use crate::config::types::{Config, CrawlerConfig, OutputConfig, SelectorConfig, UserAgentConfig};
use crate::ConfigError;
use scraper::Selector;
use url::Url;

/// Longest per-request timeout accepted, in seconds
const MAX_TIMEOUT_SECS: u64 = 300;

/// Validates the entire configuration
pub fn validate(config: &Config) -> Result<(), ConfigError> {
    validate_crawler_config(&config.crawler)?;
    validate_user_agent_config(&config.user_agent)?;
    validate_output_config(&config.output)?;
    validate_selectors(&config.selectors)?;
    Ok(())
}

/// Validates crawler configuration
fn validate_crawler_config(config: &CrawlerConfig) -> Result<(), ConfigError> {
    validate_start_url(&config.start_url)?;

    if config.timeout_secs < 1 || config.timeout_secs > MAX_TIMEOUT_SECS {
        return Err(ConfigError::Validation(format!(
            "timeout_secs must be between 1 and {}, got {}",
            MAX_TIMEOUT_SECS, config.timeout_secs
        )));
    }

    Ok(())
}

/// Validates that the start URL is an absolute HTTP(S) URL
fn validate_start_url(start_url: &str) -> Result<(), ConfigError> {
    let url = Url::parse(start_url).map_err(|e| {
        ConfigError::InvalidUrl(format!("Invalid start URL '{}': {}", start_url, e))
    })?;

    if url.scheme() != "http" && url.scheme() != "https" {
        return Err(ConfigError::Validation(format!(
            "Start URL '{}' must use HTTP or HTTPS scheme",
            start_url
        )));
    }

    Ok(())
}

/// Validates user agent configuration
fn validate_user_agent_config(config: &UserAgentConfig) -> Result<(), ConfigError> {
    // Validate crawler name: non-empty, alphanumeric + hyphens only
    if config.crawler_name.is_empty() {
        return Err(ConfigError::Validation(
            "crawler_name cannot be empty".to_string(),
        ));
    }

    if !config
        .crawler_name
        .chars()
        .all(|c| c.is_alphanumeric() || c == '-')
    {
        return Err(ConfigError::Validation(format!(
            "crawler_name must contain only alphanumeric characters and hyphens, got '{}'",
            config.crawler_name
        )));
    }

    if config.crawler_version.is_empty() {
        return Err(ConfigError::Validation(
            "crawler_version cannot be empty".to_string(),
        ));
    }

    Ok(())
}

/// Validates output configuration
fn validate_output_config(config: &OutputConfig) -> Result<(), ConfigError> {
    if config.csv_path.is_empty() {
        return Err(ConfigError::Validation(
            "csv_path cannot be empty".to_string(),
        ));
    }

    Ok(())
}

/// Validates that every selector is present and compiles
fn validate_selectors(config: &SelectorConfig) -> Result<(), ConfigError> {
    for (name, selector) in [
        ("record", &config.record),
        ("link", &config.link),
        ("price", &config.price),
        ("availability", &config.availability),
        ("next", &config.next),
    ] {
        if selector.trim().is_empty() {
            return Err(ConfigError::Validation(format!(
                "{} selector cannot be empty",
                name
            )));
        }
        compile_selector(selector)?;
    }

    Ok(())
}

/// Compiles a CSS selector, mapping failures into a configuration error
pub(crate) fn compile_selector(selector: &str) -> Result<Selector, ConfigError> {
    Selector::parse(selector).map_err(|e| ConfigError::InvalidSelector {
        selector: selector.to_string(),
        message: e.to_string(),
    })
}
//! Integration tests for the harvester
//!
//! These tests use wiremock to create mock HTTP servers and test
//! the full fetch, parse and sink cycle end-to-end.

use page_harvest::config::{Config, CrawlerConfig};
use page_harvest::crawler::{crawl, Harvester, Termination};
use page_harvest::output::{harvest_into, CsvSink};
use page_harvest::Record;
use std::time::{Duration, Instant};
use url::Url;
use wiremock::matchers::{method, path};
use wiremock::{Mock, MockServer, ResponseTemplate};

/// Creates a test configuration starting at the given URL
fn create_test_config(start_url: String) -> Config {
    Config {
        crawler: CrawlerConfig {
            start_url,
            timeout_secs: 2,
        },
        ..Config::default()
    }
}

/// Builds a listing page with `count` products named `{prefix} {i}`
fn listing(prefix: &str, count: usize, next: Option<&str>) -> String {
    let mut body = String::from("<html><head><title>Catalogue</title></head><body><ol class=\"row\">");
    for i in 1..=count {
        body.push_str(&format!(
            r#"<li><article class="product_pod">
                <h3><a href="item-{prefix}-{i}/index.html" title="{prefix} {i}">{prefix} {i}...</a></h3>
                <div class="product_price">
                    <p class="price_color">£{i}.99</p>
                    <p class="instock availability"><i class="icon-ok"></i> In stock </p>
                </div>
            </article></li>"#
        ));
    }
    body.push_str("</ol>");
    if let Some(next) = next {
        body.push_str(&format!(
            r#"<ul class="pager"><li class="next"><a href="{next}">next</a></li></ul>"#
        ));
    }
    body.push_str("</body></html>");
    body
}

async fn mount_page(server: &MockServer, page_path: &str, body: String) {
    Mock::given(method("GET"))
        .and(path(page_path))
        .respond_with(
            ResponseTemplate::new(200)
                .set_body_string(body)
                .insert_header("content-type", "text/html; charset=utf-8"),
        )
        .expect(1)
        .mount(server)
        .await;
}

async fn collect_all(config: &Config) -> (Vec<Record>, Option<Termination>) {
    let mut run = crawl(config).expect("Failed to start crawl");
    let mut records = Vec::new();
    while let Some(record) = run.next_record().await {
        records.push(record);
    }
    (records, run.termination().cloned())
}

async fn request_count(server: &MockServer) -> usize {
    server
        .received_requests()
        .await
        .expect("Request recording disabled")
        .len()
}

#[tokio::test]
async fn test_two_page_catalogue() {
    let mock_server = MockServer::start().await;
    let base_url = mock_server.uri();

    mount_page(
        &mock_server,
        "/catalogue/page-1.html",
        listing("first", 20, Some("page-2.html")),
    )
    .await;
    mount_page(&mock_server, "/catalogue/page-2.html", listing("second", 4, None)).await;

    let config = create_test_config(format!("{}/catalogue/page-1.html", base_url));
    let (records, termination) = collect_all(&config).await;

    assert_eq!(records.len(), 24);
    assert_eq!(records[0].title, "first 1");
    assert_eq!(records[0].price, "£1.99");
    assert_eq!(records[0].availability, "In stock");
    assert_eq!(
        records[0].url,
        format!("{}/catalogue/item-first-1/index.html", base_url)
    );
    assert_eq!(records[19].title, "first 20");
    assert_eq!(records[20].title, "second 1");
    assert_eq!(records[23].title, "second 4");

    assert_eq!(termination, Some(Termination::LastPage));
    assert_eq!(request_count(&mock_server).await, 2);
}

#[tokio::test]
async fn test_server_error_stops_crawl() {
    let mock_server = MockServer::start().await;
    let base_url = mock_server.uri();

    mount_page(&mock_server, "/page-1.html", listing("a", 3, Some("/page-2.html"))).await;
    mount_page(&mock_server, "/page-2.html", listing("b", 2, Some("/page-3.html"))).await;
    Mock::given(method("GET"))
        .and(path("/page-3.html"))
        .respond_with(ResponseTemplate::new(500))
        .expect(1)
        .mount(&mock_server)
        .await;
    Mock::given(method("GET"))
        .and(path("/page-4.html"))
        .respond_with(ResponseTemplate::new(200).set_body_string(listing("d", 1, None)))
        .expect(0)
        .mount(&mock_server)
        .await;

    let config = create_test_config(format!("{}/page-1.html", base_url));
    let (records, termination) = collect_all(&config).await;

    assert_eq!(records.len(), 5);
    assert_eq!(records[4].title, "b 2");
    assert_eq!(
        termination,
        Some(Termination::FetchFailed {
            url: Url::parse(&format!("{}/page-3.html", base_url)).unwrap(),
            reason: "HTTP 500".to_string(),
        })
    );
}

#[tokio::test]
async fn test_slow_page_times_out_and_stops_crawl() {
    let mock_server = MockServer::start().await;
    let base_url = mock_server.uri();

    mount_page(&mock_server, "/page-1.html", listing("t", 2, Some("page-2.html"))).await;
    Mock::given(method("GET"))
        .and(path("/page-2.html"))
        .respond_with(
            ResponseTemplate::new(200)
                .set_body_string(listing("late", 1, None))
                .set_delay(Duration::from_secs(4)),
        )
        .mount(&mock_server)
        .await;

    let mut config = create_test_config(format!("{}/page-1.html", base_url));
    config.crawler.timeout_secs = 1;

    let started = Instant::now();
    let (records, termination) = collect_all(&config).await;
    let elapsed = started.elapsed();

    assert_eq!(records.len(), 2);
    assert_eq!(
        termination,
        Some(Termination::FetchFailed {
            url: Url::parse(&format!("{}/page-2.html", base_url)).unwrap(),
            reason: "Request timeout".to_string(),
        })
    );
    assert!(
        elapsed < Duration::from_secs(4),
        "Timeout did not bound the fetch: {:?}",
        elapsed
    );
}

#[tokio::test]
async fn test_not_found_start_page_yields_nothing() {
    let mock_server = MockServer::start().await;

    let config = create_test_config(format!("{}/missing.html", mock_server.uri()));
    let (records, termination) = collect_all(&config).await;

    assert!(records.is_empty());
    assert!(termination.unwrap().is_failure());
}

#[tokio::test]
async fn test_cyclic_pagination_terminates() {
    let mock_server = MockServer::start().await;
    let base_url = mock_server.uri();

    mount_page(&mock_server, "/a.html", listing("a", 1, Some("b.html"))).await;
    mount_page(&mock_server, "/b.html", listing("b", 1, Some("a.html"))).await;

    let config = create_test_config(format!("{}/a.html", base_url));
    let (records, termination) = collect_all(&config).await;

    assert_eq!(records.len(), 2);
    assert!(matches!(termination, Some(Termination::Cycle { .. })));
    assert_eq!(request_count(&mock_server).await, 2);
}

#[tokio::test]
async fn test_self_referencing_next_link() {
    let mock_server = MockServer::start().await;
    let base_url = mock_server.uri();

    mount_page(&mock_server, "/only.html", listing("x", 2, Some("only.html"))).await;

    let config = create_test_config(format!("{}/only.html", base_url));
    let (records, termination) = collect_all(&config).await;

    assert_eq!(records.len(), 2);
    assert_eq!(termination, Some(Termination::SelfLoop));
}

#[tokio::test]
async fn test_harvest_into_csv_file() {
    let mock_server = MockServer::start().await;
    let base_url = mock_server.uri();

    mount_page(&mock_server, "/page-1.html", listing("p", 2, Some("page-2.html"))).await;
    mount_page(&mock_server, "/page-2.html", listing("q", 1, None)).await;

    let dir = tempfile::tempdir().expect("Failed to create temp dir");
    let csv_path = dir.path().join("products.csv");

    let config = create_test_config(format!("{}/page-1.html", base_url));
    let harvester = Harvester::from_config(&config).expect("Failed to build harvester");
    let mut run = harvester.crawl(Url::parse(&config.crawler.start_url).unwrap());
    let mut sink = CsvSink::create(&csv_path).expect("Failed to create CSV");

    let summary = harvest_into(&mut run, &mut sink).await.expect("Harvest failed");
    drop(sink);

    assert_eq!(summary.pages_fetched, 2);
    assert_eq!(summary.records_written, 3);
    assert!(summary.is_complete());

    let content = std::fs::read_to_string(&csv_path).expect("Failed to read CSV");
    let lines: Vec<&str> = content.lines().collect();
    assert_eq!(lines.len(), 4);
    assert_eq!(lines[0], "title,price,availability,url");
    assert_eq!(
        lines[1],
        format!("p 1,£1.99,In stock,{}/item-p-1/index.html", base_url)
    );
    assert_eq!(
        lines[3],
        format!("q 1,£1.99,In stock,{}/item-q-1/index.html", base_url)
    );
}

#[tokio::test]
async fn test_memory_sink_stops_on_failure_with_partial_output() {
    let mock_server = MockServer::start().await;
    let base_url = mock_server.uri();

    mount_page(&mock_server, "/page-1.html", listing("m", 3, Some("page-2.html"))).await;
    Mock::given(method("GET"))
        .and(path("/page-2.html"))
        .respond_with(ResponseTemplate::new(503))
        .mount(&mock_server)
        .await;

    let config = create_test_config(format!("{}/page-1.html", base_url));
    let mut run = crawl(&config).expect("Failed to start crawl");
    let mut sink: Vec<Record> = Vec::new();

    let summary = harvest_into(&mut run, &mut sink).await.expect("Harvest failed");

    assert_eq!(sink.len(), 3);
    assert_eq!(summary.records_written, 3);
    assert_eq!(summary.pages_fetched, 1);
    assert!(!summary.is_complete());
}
**********
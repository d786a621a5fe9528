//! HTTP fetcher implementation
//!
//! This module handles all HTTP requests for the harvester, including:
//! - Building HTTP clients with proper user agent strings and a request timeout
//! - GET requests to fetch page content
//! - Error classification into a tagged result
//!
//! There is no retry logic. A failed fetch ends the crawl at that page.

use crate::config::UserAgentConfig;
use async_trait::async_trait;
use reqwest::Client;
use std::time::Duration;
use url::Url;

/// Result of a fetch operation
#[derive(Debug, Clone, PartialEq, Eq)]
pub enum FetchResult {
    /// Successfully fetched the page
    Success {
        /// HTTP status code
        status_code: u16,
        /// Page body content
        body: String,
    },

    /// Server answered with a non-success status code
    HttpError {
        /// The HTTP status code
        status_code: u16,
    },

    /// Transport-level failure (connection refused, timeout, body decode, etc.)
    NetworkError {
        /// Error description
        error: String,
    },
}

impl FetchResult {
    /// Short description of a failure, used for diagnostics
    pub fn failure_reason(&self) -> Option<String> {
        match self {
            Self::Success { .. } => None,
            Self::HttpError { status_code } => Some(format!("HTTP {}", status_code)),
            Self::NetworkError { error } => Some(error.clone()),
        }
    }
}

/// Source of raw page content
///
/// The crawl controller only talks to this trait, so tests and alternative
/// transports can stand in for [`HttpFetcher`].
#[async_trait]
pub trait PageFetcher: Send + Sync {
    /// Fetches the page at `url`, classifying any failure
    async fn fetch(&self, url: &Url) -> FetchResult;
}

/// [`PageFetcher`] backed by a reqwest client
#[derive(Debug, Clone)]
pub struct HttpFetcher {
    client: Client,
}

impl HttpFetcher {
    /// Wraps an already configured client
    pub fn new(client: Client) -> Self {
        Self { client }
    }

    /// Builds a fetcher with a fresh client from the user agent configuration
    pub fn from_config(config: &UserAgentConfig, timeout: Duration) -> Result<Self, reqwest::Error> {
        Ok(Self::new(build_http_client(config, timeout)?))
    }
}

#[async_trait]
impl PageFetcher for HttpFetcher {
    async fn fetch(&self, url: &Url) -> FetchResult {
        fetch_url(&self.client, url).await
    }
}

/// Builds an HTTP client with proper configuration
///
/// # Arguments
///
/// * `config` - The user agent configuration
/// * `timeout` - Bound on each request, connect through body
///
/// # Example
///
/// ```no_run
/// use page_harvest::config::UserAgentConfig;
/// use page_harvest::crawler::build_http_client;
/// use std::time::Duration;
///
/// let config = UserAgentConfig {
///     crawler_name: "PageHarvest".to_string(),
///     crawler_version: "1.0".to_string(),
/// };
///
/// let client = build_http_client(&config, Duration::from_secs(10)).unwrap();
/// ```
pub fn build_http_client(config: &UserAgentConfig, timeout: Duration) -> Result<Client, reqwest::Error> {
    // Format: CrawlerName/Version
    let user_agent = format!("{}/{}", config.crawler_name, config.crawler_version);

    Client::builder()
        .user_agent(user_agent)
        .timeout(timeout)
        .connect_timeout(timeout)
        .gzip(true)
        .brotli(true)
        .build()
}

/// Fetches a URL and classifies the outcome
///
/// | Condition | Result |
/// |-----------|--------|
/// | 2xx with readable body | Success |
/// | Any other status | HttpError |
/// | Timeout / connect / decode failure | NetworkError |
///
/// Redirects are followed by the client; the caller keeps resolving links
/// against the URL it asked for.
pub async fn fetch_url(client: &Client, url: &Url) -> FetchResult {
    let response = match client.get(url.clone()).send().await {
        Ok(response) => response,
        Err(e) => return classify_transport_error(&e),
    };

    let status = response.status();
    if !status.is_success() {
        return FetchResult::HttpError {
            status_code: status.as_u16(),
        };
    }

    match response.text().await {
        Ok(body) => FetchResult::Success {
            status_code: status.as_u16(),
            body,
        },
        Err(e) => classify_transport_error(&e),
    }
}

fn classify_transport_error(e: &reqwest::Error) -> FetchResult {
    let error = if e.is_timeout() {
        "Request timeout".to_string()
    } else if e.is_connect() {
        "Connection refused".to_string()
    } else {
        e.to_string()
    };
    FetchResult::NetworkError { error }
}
**********
TASK BRIEF - In the entries above, find each line with the word "stock" and copy it.

THE COMPLETED TASK -
                    <p class="instock availability"><i class="icon-ok"></i> In stock </p>
    assert_eq!(records[0].availability, "In stock");
        format!("p 1,£1.99,In stock,{}/item-p-1/index.html", base_url)
        format!("q 1,£1.99,In stock,{}/item-q-1/index.html", base_url)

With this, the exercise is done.